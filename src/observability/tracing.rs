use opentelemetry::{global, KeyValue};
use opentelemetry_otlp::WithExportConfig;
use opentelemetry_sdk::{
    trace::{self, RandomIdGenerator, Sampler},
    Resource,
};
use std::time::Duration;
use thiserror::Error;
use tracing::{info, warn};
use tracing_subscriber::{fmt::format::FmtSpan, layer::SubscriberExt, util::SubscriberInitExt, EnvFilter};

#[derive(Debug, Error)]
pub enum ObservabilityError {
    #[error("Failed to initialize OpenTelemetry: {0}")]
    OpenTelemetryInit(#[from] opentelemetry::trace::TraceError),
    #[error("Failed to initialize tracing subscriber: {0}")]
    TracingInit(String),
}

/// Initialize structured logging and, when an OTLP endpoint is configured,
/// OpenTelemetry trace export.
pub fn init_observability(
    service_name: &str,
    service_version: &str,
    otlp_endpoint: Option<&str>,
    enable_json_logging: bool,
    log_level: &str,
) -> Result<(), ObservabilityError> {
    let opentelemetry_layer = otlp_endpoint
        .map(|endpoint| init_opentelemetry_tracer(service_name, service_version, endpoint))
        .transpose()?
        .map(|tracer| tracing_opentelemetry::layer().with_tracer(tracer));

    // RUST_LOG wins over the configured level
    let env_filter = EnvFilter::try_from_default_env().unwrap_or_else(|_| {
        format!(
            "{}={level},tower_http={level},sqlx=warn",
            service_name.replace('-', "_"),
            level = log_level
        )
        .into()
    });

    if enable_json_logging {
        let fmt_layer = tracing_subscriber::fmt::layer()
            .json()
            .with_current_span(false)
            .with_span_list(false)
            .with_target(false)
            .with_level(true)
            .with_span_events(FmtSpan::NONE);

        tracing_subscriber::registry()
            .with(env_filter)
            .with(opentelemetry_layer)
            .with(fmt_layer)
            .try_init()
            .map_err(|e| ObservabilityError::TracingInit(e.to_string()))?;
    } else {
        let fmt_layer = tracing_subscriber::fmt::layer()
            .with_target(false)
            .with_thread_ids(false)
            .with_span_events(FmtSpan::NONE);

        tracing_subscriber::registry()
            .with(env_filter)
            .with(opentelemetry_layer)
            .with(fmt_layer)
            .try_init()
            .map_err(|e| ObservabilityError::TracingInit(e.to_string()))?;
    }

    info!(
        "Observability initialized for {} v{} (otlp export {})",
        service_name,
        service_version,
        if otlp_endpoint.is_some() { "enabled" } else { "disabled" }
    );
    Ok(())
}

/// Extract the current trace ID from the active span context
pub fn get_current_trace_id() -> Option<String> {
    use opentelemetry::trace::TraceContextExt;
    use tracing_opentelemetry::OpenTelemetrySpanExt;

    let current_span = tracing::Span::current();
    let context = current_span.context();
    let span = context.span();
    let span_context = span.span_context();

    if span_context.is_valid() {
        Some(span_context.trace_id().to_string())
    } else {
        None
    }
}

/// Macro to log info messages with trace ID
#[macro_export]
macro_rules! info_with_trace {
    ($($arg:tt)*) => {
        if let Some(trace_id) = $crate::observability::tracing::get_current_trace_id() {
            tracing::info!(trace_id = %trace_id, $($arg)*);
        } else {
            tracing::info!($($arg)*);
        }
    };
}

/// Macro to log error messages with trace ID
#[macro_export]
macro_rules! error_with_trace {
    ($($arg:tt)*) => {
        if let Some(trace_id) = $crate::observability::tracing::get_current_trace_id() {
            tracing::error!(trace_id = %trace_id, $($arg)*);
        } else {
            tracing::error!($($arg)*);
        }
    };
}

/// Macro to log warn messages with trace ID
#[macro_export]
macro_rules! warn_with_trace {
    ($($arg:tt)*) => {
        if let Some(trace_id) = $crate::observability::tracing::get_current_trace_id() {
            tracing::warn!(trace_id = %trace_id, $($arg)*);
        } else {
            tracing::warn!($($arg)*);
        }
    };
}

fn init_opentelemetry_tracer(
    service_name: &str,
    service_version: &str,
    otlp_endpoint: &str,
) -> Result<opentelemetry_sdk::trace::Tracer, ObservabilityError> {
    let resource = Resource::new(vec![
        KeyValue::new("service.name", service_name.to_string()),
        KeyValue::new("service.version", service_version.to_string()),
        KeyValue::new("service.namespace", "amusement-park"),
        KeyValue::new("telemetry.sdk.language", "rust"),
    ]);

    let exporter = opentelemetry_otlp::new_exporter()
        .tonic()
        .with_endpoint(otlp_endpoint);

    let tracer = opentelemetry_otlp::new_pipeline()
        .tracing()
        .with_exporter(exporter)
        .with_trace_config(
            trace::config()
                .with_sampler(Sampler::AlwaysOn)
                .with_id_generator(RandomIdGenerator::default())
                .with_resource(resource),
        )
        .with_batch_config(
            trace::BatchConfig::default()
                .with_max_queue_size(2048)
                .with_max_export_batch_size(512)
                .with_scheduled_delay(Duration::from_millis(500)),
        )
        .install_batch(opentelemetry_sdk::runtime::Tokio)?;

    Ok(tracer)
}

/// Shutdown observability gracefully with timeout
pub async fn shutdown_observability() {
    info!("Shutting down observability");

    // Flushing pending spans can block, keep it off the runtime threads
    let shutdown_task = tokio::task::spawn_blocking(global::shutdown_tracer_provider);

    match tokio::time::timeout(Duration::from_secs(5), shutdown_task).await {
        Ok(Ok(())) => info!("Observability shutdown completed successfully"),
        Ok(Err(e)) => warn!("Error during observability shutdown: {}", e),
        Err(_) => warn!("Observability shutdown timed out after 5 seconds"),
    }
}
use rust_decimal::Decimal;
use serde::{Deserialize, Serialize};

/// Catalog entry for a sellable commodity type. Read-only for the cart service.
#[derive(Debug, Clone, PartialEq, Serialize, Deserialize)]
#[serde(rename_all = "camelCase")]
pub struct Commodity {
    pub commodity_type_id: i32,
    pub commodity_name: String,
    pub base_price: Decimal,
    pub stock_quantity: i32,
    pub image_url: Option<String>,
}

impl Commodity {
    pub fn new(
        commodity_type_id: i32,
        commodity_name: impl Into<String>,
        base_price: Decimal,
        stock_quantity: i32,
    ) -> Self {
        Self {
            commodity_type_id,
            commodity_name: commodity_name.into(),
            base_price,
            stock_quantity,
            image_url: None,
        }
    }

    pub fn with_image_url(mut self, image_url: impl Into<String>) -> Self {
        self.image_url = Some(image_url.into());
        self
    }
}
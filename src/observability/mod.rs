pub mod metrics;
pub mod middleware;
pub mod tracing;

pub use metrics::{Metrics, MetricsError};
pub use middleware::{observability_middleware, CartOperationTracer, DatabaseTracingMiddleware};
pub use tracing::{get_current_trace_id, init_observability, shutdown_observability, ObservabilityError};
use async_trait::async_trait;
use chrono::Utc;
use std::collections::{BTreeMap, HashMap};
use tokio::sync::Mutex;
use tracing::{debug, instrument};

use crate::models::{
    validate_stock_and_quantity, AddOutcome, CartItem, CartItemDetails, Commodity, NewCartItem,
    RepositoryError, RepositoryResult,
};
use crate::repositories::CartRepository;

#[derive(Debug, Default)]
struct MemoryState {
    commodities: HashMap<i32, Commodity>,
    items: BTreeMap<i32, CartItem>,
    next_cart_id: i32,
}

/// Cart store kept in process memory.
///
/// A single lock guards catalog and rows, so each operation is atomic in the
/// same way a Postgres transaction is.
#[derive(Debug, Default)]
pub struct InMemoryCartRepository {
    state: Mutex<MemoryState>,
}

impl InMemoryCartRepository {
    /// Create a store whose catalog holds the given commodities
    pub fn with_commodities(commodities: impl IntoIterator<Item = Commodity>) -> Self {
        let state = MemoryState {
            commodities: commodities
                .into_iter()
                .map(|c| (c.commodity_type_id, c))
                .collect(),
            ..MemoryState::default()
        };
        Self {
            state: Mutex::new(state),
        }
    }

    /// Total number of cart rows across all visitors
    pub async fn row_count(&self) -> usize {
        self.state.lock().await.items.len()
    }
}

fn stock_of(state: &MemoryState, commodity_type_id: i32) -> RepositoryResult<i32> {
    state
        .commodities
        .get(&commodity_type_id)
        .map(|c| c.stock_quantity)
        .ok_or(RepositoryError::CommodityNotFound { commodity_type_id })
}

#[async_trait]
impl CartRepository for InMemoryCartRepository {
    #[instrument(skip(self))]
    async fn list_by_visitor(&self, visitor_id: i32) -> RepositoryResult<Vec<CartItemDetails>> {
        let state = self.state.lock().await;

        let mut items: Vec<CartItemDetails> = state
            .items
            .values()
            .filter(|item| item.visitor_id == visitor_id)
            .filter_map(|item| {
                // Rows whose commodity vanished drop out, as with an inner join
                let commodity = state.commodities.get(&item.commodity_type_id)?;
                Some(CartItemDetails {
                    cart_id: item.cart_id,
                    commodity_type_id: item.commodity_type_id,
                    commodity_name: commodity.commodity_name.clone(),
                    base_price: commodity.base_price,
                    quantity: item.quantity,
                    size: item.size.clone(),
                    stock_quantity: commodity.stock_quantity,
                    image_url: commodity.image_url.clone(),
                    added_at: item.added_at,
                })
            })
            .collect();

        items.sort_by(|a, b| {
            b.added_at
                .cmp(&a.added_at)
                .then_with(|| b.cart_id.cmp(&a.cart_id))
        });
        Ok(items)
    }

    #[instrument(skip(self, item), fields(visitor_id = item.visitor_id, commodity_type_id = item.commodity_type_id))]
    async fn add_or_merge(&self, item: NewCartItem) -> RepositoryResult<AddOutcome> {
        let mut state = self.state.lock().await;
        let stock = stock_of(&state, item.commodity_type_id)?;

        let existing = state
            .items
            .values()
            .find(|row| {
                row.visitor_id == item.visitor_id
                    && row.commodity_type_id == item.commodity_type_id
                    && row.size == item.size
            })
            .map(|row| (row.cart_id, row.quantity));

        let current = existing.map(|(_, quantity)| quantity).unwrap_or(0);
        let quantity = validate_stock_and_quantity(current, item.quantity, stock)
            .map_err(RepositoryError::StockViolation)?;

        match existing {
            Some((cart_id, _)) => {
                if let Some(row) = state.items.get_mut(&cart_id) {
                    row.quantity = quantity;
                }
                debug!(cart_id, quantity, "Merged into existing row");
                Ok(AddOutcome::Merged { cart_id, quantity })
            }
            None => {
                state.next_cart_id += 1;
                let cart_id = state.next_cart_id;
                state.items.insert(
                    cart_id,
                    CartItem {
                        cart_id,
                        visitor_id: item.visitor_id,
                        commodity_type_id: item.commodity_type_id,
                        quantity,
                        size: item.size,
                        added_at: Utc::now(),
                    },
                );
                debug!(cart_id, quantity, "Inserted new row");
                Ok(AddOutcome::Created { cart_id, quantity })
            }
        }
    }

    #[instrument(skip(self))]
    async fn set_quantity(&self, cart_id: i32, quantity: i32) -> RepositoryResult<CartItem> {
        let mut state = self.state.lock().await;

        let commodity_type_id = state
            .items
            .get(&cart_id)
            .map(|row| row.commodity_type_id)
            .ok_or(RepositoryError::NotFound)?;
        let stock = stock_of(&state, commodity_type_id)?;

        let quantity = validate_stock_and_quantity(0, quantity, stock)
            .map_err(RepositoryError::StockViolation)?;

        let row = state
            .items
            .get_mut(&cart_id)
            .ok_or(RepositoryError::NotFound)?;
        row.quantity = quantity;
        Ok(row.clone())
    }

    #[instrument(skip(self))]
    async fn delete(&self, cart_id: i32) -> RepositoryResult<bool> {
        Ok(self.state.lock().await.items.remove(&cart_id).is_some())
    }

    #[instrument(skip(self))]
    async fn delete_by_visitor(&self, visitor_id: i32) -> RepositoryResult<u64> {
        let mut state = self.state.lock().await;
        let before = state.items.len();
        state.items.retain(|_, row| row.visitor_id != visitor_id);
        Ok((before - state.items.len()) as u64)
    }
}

================

◆ **ABOUT THIS TASK**
Gather up every line in the data above that contains the word "Mutex", copying each one.

◆ **TASK ANSWER**
use tokio::sync::Mutex;
    state: Mutex<MemoryState>,
            state: Mutex::new(state),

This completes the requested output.